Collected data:
[Start of section]

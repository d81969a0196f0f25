//! Processor transaction entity and its state machine.
//!
//! Allowed transitions, each taken at most once:
//! `Created -> Completed -> CancelledAfterComplete` and `Created -> Cancelled`.

use bigdecimal::BigDecimal;

use super::UnknownVariant;

#[derive(Debug, Clone, Copy, PartialEq, Eq)]
pub enum TransactionState {
    Created,
    Completed,
    Cancelled,
    CancelledAfterComplete,
}

impl TransactionState {
    /// Numeric code used on the wire and in storage.
    pub fn code(&self) -> i32 {
        match self {
            TransactionState::Created => 1,
            TransactionState::Completed => 2,
            TransactionState::Cancelled => -1,
            TransactionState::CancelledAfterComplete => -2,
        }
    }

    pub fn from_code(code: i32) -> Result<Self, UnknownVariant> {
        match code {
            1 => Ok(TransactionState::Created),
            2 => Ok(TransactionState::Completed),
            -1 => Ok(TransactionState::Cancelled),
            -2 => Ok(TransactionState::CancelledAfterComplete),
            other => Err(UnknownVariant {
                kind: "transaction state",
                value: other.to_string(),
            }),
        }
    }

    pub fn is_cancelled(&self) -> bool {
        matches!(
            self,
            TransactionState::Cancelled | TransactionState::CancelledAfterComplete
        )
    }
}

/// Whether a transition changed the record or replayed an earlier one.
#[derive(Debug, Clone, Copy, PartialEq, Eq)]
pub enum Transition {
    Applied,
    Replayed,
}

/// A cancelled transaction can never be performed.
#[derive(Debug, Clone, Copy, PartialEq, Eq)]
pub struct NotPerformable(pub TransactionState);

#[derive(Debug, Clone, PartialEq)]
pub struct Transaction {
    /// Opaque identifier assigned by the processor.
    pub id: String,
    pub order_id: i64,
    /// Major currency units, copied from the order at creation.
    pub amount: BigDecimal,
    pub state: TransactionState,
    pub create_time: i64,
    pub perform_time: Option<i64>,
    pub cancel_time: Option<i64>,
    pub cancel_reason: Option<i32>,
}

impl Transaction {
    pub fn created(id: String, order_id: i64, amount: BigDecimal, create_time: i64) -> Self {
        Self {
            id,
            order_id,
            amount,
            state: TransactionState::Created,
            create_time,
            perform_time: None,
            cancel_time: None,
            cancel_reason: None,
        }
    }

    /// `Created -> Completed`. Performing again keeps the first perform time.
    pub fn perform(&mut self, now: i64) -> Result<Transition, NotPerformable> {
        match self.state {
            TransactionState::Created => {
                self.state = TransactionState::Completed;
                self.perform_time = Some(now);
                Ok(Transition::Applied)
            }
            TransactionState::Completed => Ok(Transition::Replayed),
            state => Err(NotPerformable(state)),
        }
    }

    /// Cancels from either live state. Cancelling again keeps the first
    /// cancel time and reason.
    pub fn cancel(&mut self, now: i64, reason: i32) -> Transition {
        let next = match self.state {
            TransactionState::Created => TransactionState::Cancelled,
            TransactionState::Completed => TransactionState::CancelledAfterComplete,
            TransactionState::Cancelled | TransactionState::CancelledAfterComplete => {
                return Transition::Replayed;
            }
        };
        self.state = next;
        self.cancel_time = Some(now);
        self.cancel_reason = Some(reason);
        Transition::Applied
    }
}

[End of section]

Which lines of the data contain the string "Option"? Copy each one.

    pub perform_time: Option<i64>,
    pub cancel_time: Option<i64>,
    pub cancel_reason: Option<i32>,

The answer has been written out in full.